> **Action item**
Filter these entries down to the lines that hold the word "CopyStore", and show each of them.

Stored data entries
//! Flat JSON file backend: one object mapping ids to records.

use std::collections::BTreeMap;
use std::io::ErrorKind;
use std::path::{Path, PathBuf};

use async_trait::async_trait;
use copyforge_core::records::StoredRecord;
use serde_json::Value;
use tokio::sync::Mutex;

use super::{CopyStore, RecordFilter, StoreError};

type RawStore = BTreeMap<String, Value>;

/// File-backed store.
///
/// Writes are serialized behind one mutex and land atomically via a
/// temporary file and rename, so readers never observe a half-written
/// file. A missing file reads as an empty store.
pub struct JsonFileStore {
    path: PathBuf,
    write_lock: Mutex<()>,
}

impl JsonFileStore {
    pub fn new(path: impl Into<PathBuf>) -> Self {
        Self {
            path: path.into(),
            write_lock: Mutex::new(()),
        }
    }

    pub fn path(&self) -> &Path {
        &self.path
    }

    async fn load(&self) -> Result<RawStore, StoreError> {
        match tokio::fs::read_to_string(&self.path).await {
            Ok(text) if text.trim().is_empty() => Ok(RawStore::new()),
            Ok(text) => Ok(serde_json::from_str(&text)?),
            Err(e) if e.kind() == ErrorKind::NotFound => Ok(RawStore::new()),
            Err(e) => Err(e.into()),
        }
    }

    async fn save(&self, store: &RawStore) -> Result<(), StoreError> {
        if let Some(parent) = self.path.parent().filter(|p| !p.as_os_str().is_empty()) {
            tokio::fs::create_dir_all(parent).await?;
        }
        let tmp = self.path.with_extension("json.tmp");
        tokio::fs::write(&tmp, serde_json::to_vec_pretty(store)?).await?;
        tokio::fs::rename(&tmp, &self.path).await?;
        Ok(())
    }
}

#[async_trait]
impl CopyStore for JsonFileStore {
    async fn get(&self, id: &str) -> Result<Option<StoredRecord>, StoreError> {
        let mut store = self.load().await?;
        store
            .remove(id)
            .map(|value| {
                serde_json::from_value(value).map_err(|e| StoreError::Malformed {
                    id: id.to_string(),
                    reason: e.to_string(),
                })
            })
            .transpose()
    }

    async fn put(&self, id: &str, record: StoredRecord) -> Result<(), StoreError> {
        let _guard = self.write_lock.lock().await;
        let mut store = self.load().await?;
        store.insert(id.to_string(), serde_json::to_value(&record)?);
        self.save(&store).await?;
        tracing::debug!(id, path = %self.path.display(), "Stored record");
        Ok(())
    }

    async fn list(&self, filter: RecordFilter<'_>) -> Result<Vec<StoredRecord>, StoreError> {
        let store = self.load().await?;
        let mut records = Vec::new();
        for (id, value) in store {
            match serde_json::from_value::<StoredRecord>(value) {
                Ok(record) if filter(&record) => records.push(record),
                Ok(_) => {}
                Err(e) => {
                    tracing::warn!(id = %id, error = %e, "Skipping malformed stored record");
                }
            }
        }
        Ok(records)
    }
}
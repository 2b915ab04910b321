//! Integration tests for the health check endpoint and general HTTP behaviour.

mod common;

use axum::body::Body;
use axum::http::{Method, Request, StatusCode};
use common::{body_json, get};
use sqlx::PgPool;
use tower::ServiceExt;

// ---------------------------------------------------------------------------
// Test: GET /health returns 200 with expected JSON fields
// ---------------------------------------------------------------------------

#[sqlx::test(migrations = "../../db/migrations")]
async fn health_check_returns_ok_with_json(pool: PgPool) {
    let app = common::build_test_app(pool);
    let response = get(app, "/health").await;

    assert_eq!(response.status(), StatusCode::OK);

    let json = body_json(response).await;
    assert_eq!(json["status"], "ok");
    assert!(json["version"].is_string());
    assert_eq!(json["db_healthy"], true);
    assert_eq!(json["store_healthy"], true);
    assert_eq!(json["llm_configured"], false);
    assert_eq!(json["airtable_configured"], false);
    assert_eq!(json["generation_concurrency"], 2);
}

// ---------------------------------------------------------------------------
// Test: unreachable database reports degraded
// ---------------------------------------------------------------------------

#[tokio::test]
async fn health_check_degraded_without_database() {
    let app = common::build_test_app(common::lazy_pool());
    let response = get(app, "/health").await;

    assert_eq!(response.status(), StatusCode::OK);
    let json = body_json(response).await;
    assert_eq!(json["status"], "degraded");
    assert_eq!(json["db_healthy"], false);
    assert_eq!(json["store_healthy"], true);
}

// ---------------------------------------------------------------------------
// Test: Unknown route returns 404
// ---------------------------------------------------------------------------

#[tokio::test]
async fn unknown_route_returns_404() {
    let app = common::build_test_app(common::lazy_pool());
    let response = get(app, "/this-route-does-not-exist").await;

    assert_eq!(response.status(), StatusCode::NOT_FOUND);
}

// ---------------------------------------------------------------------------
// Test: x-request-id header is present in response
// ---------------------------------------------------------------------------

#[tokio::test]
async fn response_contains_x_request_id_header() {
    let app = common::build_test_app(common::lazy_pool());
    let response = get(app, "/api/v1/flows/types").await;

    assert_eq!(response.status(), StatusCode::OK);

    let request_id = response.headers().get("x-request-id");
    assert!(
        request_id.is_some(),
        "Response must contain an x-request-id header"
    );

    // The value should be a valid UUID (36 chars with hyphens).
    let id_str = request_id.unwrap().to_str().unwrap();
    assert_eq!(id_str.len(), 36, "x-request-id should be a UUID string");
}

// ---------------------------------------------------------------------------
// Test: CORS preflight OPTIONS request returns correct headers
// ---------------------------------------------------------------------------

#[tokio::test]
async fn cors_preflight_returns_correct_headers() {
    let app = common::build_test_app(common::lazy_pool());

    let request = Request::builder()
        .method(Method::OPTIONS)
        .uri("/api/v1/flows/strategy")
        .header("Origin", "http://localhost:5173")
        .header("Access-Control-Request-Method", "POST")
        .header("Access-Control-Request-Headers", "content-type")
        .body(Body::empty())
        .unwrap();

    let response = app.oneshot(request).await.unwrap();

    assert_eq!(response.status(), StatusCode::OK);

    let headers = response.headers();
    let allow_origin = headers
        .get("access-control-allow-origin")
        .expect("Missing Access-Control-Allow-Origin header")
        .to_str()
        .unwrap();
    assert_eq!(allow_origin, "http://localhost:5173");

    let allow_methods = headers
        .get("access-control-allow-methods")
        .expect("Missing Access-Control-Allow-Methods header")
        .to_str()
        .unwrap();
    assert!(
        allow_methods.contains("POST"),
        "Allow-Methods should contain POST, got: {allow_methods}"
    );
    assert!(headers.get("access-control-allow-credentials").is_none());
}

// ---------------------------------------------------------------------------
// Test: request id is exposed to the browser on simple CORS requests
// ---------------------------------------------------------------------------

#[tokio::test]
async fn cors_exposes_request_id() {
    let app = common::build_test_app(common::lazy_pool());

    let request = Request::builder()
        .method(Method::GET)
        .uri("/api/v1/flows/types")
        .header("Origin", "http://localhost:5173")
        .body(Body::empty())
        .unwrap();
    let response = app.oneshot(request).await.unwrap();

    assert_eq!(response.status(), StatusCode::OK);
    let exposed = response
        .headers()
        .get("access-control-expose-headers")
        .expect("Missing Access-Control-Expose-Headers header")
        .to_str()
        .unwrap();
    assert!(exposed.contains("x-request-id"), "got: {exposed}");
}
use std::sync::Arc;

use copyforge_airtable::AirtableApi;
use copyforge_db::store::CopyStore;
use copyforge_llm::TextGenerator;
use copyforge_pipeline::{CopyGenerator, FlowRecordBuilder, ScrapeError, Sequencer, WebsiteScraper};

use crate::config::ServerConfig;

/// Shared application state available to all Axum handlers via `State<AppState>`.
///
/// Cheaply cloneable: inner data is behind `Arc` or is already `Clone`.
#[derive(Clone)]
pub struct AppState {
    /// Database connection pool.
    pub pool: copyforge_db::DbPool,
    /// Server configuration.
    pub config: Arc<ServerConfig>,
    /// Shareable copy and flow records.
    pub store: Arc<dyn CopyStore>,
    /// Single-draft generation (campaign copy, revisions).
    pub generator: CopyGenerator,
    /// Whole-flow generation.
    pub sequencer: Arc<Sequencer>,
    /// Persists finished flows and copies.
    pub records: Arc<FlowRecordBuilder>,
    /// Campaign tracker client; `None` when not configured.
    pub airtable: Option<Arc<AirtableApi>>,
    /// Client website fetcher.
    pub scraper: Arc<WebsiteScraper>,
}

impl AppState {
    /// Wire the pipeline services around the given collaborators.
    pub fn new(
        pool: copyforge_db::DbPool,
        config: ServerConfig,
        store: Arc<dyn CopyStore>,
        text_generator: Arc<dyn TextGenerator>,
    ) -> Result<Self, ScrapeError> {
        let generator = CopyGenerator::new(text_generator);
        let sequencer = Sequencer::new(generator.clone(), config.generation_concurrency);
        let records = FlowRecordBuilder::new(Arc::clone(&store), config.share_base_url.clone());
        let airtable = config
            .airtable
            .clone()
            .map(|c| Arc::new(AirtableApi::new(c)));
        let scraper = WebsiteScraper::new(config.scrape_timeout)?;

        Ok(Self {
            pool,
            config: Arc::new(config),
            store,
            generator,
            sequencer: Arc::new(sequencer),
            records: Arc::new(records),
            airtable,
            scraper: Arc::new(scraper),
        })
    }

    /// Tracker client, or a 503-class error when the integration is disabled.
    pub fn airtable(&self) -> Result<&AirtableApi, crate::error::AppError> {
        self.airtable
            .as_deref()
            .ok_or(crate::error::AppError::NotConfigured("Airtable"))
    }
}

> **Task response**
use super::{CopyStore, RecordFilter, StoreError};
impl CopyStore for JsonFileStore {
use copyforge_db::store::CopyStore;
    pub store: Arc<dyn CopyStore>,
        store: Arc<dyn CopyStore>,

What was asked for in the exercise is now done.